## EXERCISE BRIEF
Beginning with the first line of the data below, set down each line exactly through the line that contains "use crate::core::stats::CacheStats;".

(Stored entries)
== == ==

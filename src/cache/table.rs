use std::collections::{HashMap, HashSet};
use std::fmt;
use std::sync::atomic::{AtomicU64, Ordering};
use std::sync::Arc;
use std::time::Instant;
use dashmap::DashMap;
use parking_lot::RwLock;
use crate::cache::index::IndexCache;
use crate::cache::{adjust_counter, RowSource, KEY_CHUNK_SIZE};
use crate::core::config::{CacheSettings, IndexCacheStrategy};
use crate::core::error::Result;
use crate::core::stats::CacheStats;
use crate::core::types::{PrimaryKeys, RowData, Value};
use crate::events::WeakEventManager;
use crate::schema::TableDefinition;

/// Payload of the per-column invalidation event
#[derive(Debug, Clone, PartialEq)]
pub struct IndexChanged {
    pub table: String,
    pub column: String,
    pub value: Value,
}

pub(crate) struct CachedRow {
    pub(crate) row: Arc<RowData>,
    pub(crate) inserted_at: Instant,
}

/// Rows of one table keyed by primary key, plus one index cache per
/// single-column secondary index.
///
/// Loads never overwrite what a commit wrote: every committed change bumps
/// `generation`, and results of a backend read are only cached when no
/// change landed between the start of the read and the moment they are
/// stored.
pub struct TableCache {
    table: Arc<TableDefinition>,
    enabled: bool,
    pub(crate) rows: DashMap<PrimaryKeys, CachedRow>,
    bytes: AtomicU64,
    indices: Vec<IndexCache>,
    bulk_threshold: f64,
    hits: AtomicU64,
    misses: AtomicU64,
    generation: AtomicU64,
    /// Held exclusively while a change is applied, shared while loads are stored
    change_lock: RwLock<()>,
    events: WeakEventManager<IndexChanged>,
}

impl TableCache {
    pub const DEFAULT_BULK_THRESHOLD: f64 = 0.5;

    pub fn new(table: Arc<TableDefinition>, settings: &CacheSettings) -> Self {
        let enabled = settings.use_cache && table.use_cache && table.has_primary_key();
        let indices = match (enabled, settings.index_strategy()) {
            (false, _) | (_, IndexCacheStrategy::None) => Vec::new(),
            (true, IndexCacheStrategy::All) => lookup_columns(&table).map(|c| IndexCache::new(c, None)).collect(),
            (true, IndexCacheStrategy::MaxRows(max)) => {
                lookup_columns(&table).map(|c| IndexCache::new(c, Some(max))).collect()
            }
        };
        TableCache {
            table,
            enabled,
            rows: DashMap::new(),
            bytes: AtomicU64::new(0),
            indices,
            bulk_threshold: Self::DEFAULT_BULK_THRESHOLD,
            hits: AtomicU64::new(0),
            misses: AtomicU64::new(0),
            generation: AtomicU64::new(0),
            change_lock: RwLock::new(()),
            events: WeakEventManager::new(),
        }
    }

    /// Load missing rows one key at a time when fewer than `threshold` of a key set is missing
    pub fn with_bulk_threshold(mut self, threshold: f64) -> Self {
        self.bulk_threshold = threshold.clamp(0.0, 1.0);
        self
    }

    pub fn table(&self) -> &Arc<TableDefinition> {
        &self.table
    }

    pub fn is_enabled(&self) -> bool {
        self.enabled
    }

    /// Subscribe here for `IndexChanged`, keyed by column name
    pub fn events(&self) -> &WeakEventManager<IndexChanged> {
        &self.events
    }

    pub fn index_cache(&self, column: usize) -> Option<&IndexCache> {
        self.indices.iter().find(|i| i.column() == column)
    }

    /// Cached row without touching the backend or the counters
    pub fn peek(&self, keys: &PrimaryKeys) -> Option<Arc<RowData>> {
        self.rows.get(keys).map(|r| r.row.clone())
    }

    pub fn contains(&self, keys: &PrimaryKeys) -> bool {
        self.rows.contains_key(keys)
    }

    /// Cache a loaded row. If the key is already cached that entry is kept and returned.
    pub fn insert_row(&self, row: RowData) -> Arc<RowData> {
        if !self.enabled {
            return Arc::new(row);
        }
        let mut added = 0;
        let stored = self
            .rows
            .entry(row.keys().clone())
            .or_insert_with(|| {
                added = row.size() as u64;
                CachedRow { row: Arc::new(row), inserted_at: Instant::now() }
            })
            .row
            .clone();
        self.bytes.fetch_add(added, Ordering::Relaxed);
        stored
    }

    /// Put `row` in place of whatever is cached under its keys
    pub fn replace_row(&self, row: Arc<RowData>) {
        if !self.enabled {
            return;
        }
        let size = row.size() as u64;
        let old = self
            .rows
            .insert(row.keys().clone(), CachedRow { row, inserted_at: Instant::now() });
        adjust_counter(&self.bytes, old.map_or(0, |o| o.row.size() as u64), size);
    }

    pub fn remove_row(&self, keys: &PrimaryKeys) -> bool {
        match self.rows.remove(keys) {
            Some((_, old)) => {
                adjust_counter(&self.bytes, old.row.size() as u64, 0);
                true
            }
            None => false,
        }
    }

    /// Count of changes applied so far; capture it before a backend read
    pub(crate) fn generation(&self) -> u64 {
        self.generation.load(Ordering::Acquire)
    }

    /// Store rows read from the backend since `generation`.
    ///
    /// If a change was applied in the meantime nothing is cached; rows the
    /// change already put in the cache are returned in place of the loaded ones.
    pub(crate) fn admit_rows(&self, rows: Vec<RowData>, generation: u64) -> Vec<Arc<RowData>> {
        let _guard = self.change_lock.read();
        self.admit_rows_locked(rows, generation)
    }

    pub fn get_row(&self, keys: &PrimaryKeys, source: &dyn RowSource) -> Result<Option<Arc<RowData>>> {
        Ok(self.get_rows_by_keys(std::slice::from_ref(keys), source)?.into_iter().next())
    }

    /// Rows for `keys` in the given order; keys with no row are skipped
    pub fn get_rows_by_keys(&self, keys: &[PrimaryKeys], source: &dyn RowSource) -> Result<Vec<Arc<RowData>>> {
        let mut found: HashMap<PrimaryKeys, Arc<RowData>> = HashMap::with_capacity(keys.len());
        let mut missing = Vec::new();
        let mut seen = HashSet::with_capacity(keys.len());
        for key in keys {
            if key.has_null() || !seen.insert(key) {
                continue;
            }
            match self.peek(key) {
                Some(row) => {
                    found.insert(key.clone(), row);
                }
                None => missing.push(key.clone()),
            }
        }
        self.hits.fetch_add(found.len() as u64, Ordering::Relaxed);
        self.misses.fetch_add(missing.len() as u64, Ordering::Relaxed);

        let generation = self.generation();
        for chunk in missing.chunks(KEY_CHUNK_SIZE) {
            let loaded = source.load_rows_by_keys(&self.table, chunk)?;
            for row in self.admit_rows(loaded, generation) {
                found.insert(row.keys().clone(), row);
            }
        }

        Ok(keys.iter().filter_map(|k| found.remove(k)).collect())
    }

    /// Rows whose `column` equals `value`, served through the index cache.
    ///
    /// The key set comes from the index cache (or one key-only query). Cached
    /// rows are used as-is; if fewer than the bulk threshold of them are
    /// missing those are fetched by key, otherwise the whole set is reloaded
    /// in one query.
    pub fn get_rows(&self, column: usize, value: &Value, source: &dyn RowSource) -> Result<Vec<Arc<RowData>>> {
        if value.is_null() {
            return Ok(Vec::new());
        }
        let Some(index) = self.index_cache(column) else {
            let generation = self.generation();
            let rows = source.load_rows_by_value(&self.table, column, value)?;
            self.misses.fetch_add(rows.len() as u64, Ordering::Relaxed);
            return Ok(self.admit_rows(rows, generation));
        };

        let keys = match index.get(value) {
            Some(keys) => keys,
            None => {
                let generation = self.generation();
                let loaded = source.load_keys_by_value(&self.table, column, value)?;
                log::debug!(
                    "index cache {}.{} = {}: loaded {} keys",
                    self.table.name,
                    self.table.columns[column].name,
                    value,
                    loaded.len()
                );
                let _guard = self.change_lock.read();
                if self.generation() == generation {
                    index.insert(value.clone(), loaded)
                } else {
                    loaded.into()
                }
            }
        };

        let missing = keys.iter().filter(|k| !self.contains(k)).count();
        if missing == 0 || (missing as f64) < self.bulk_threshold * keys.len() as f64 {
            return self.get_rows_by_keys(&keys, source);
        }

        log::debug!(
            "index cache {}.{} = {}: {} of {} rows missing, loading in bulk",
            self.table.name,
            self.table.columns[column].name,
            value,
            missing,
            keys.len()
        );
        let generation = self.generation();
        let loaded = source.load_rows_by_value(&self.table, column, value)?;
        self.hits.fetch_add((keys.len() - missing) as u64, Ordering::Relaxed);
        self.misses.fetch_add(missing as u64, Ordering::Relaxed);
        let _guard = self.change_lock.read();
        let rows = self.admit_rows_locked(loaded, generation);
        if self.generation() == generation {
            index.replace(value.clone(), rows.iter().map(|r| r.keys().clone()).collect());
        }
        Ok(rows)
    }

    fn admit_rows_locked(&self, rows: Vec<RowData>, generation: u64) -> Vec<Arc<RowData>> {
        if self.generation() == generation {
            rows.into_iter().map(|r| self.insert_row(r)).collect()
        } else {
            log::debug!("cache {}: changed during load, {} rows not cached", self.table.name, rows.len());
            rows.into_iter()
                .map(|r| self.peek(r.keys()).unwrap_or_else(|| Arc::new(r)))
                .collect()
        }
    }

    /// Drop index buckets for `value` and tell subscribers
    pub fn invalidate_index(&self, column: usize, value: &Value) {
        if value.is_null() {
            return;
        }
        {
            let _guard = self.change_lock.write();
            self.generation.fetch_add(1, Ordering::AcqRel);
            self.drop_bucket(column, value);
        }
        self.notify(column, value);
    }

    fn drop_bucket(&self, column: usize, value: &Value) {
        if let Some(index) = self.index_cache(column) {
            index.remove(value);
        }
    }

    fn notify(&self, column: usize, value: &Value) {
        let name = &self.table.columns[column].name;
        self.events.dispatch(
            name,
            self,
            &IndexChanged {
                table: self.table.name.clone(),
                column: name.clone(),
                value: value.clone(),
            },
        );
    }

    /// Reflect a committed insert, update or delete.
    ///
    /// `before` is the row as it was (none for inserts), `after` the row as
    /// it is now (none for deletes). Subscribers hear about the touched
    /// buckets once the cache is consistent again.
    pub fn apply_change(&self, before: Option<&RowData>, after: Option<Arc<RowData>>) {
        let mut touched: Vec<(usize, Value)> = Vec::new();
        {
            let _guard = self.change_lock.write();
            self.generation.fetch_add(1, Ordering::AcqRel);
            if let Some(old) = before {
                if after.as_ref().is_none_or(|new| new.keys() != old.keys()) {
                    self.remove_row(old.keys());
                }
            }
            for column in lookup_columns(&self.table) {
                let old_value = before.and_then(|r| r.value_at(column));
                let new_value = after.as_ref().and_then(|r| r.value_at(column));
                if old_value == new_value && before.is_some() && after.is_some() {
                    continue;
                }
                let mut changed = Vec::with_capacity(2);
                changed.extend(old_value);
                changed.extend(new_value.filter(|v| Some(*v) != old_value));
                for value in changed.into_iter().filter(|v| !v.is_null()) {
                    self.drop_bucket(column, value);
                    touched.push((column, value.clone()));
                }
            }
            if let Some(new) = after {
                self.replace_row(new);
            }
        }
        for (column, value) in &touched {
            self.notify(*column, value);
        }
    }

    /// Remove rows cached before `cutoff`, and index buckets likewise
    pub fn evict_older_than(&self, cutoff: Instant) -> (usize, usize) {
        let stale: Vec<PrimaryKeys> = self
            .rows
            .iter()
            .filter(|r| r.inserted_at < cutoff)
            .map(|r| r.key().clone())
            .collect();
        let rows = stale.iter().filter(|k| self.remove_row(k)).count();
        let buckets = self.indices.iter().map(|i| i.evict_older_than(cutoff)).sum();
        (rows, buckets)
    }

    pub(crate) fn trim_indices(&self) -> usize {
        self.indices.iter().map(IndexCache::trim).sum()
    }

    pub fn clear(&self) {
        self.rows.clear();
        self.bytes.store(0, Ordering::Relaxed);
        for index in &self.indices {
            index.clear();
        }
    }

    pub fn len(&self) -> usize {
        self.rows.len()
    }

    pub fn is_empty(&self) -> bool {
        self.rows.is_empty()
    }

    pub fn bytes(&self) -> u64 {
        self.bytes.load(Ordering::Relaxed)
    }

    pub fn stats(&self) -> CacheStats {
        CacheStats {
            hit_count: self.hits.load(Ordering::Relaxed),
            miss_count: self.misses.load(Ordering::Relaxed),
            rows: self.len(),
            bytes: self.bytes(),
            index_buckets: self.indices.iter().map(IndexCache::len).sum(),
            index_keys: self.indices.iter().map(IndexCache::key_count).sum(),
        }
    }
}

== == ==

## ANSWER SECTION
filename src/cache/table.rs
use std::collections::{HashMap, HashSet};
use std::fmt;
use std::sync::atomic::{AtomicU64, Ordering};
use std::sync::Arc;
use std::time::Instant;
use dashmap::DashMap;
use parking_lot::RwLock;
use crate::cache::index::IndexCache;
use crate::cache::{adjust_counter, RowSource, KEY_CHUNK_SIZE};
use crate::core::config::{CacheSettings, IndexCacheStrategy};
use crate::core::error::Result;
use crate::core::stats::CacheStats;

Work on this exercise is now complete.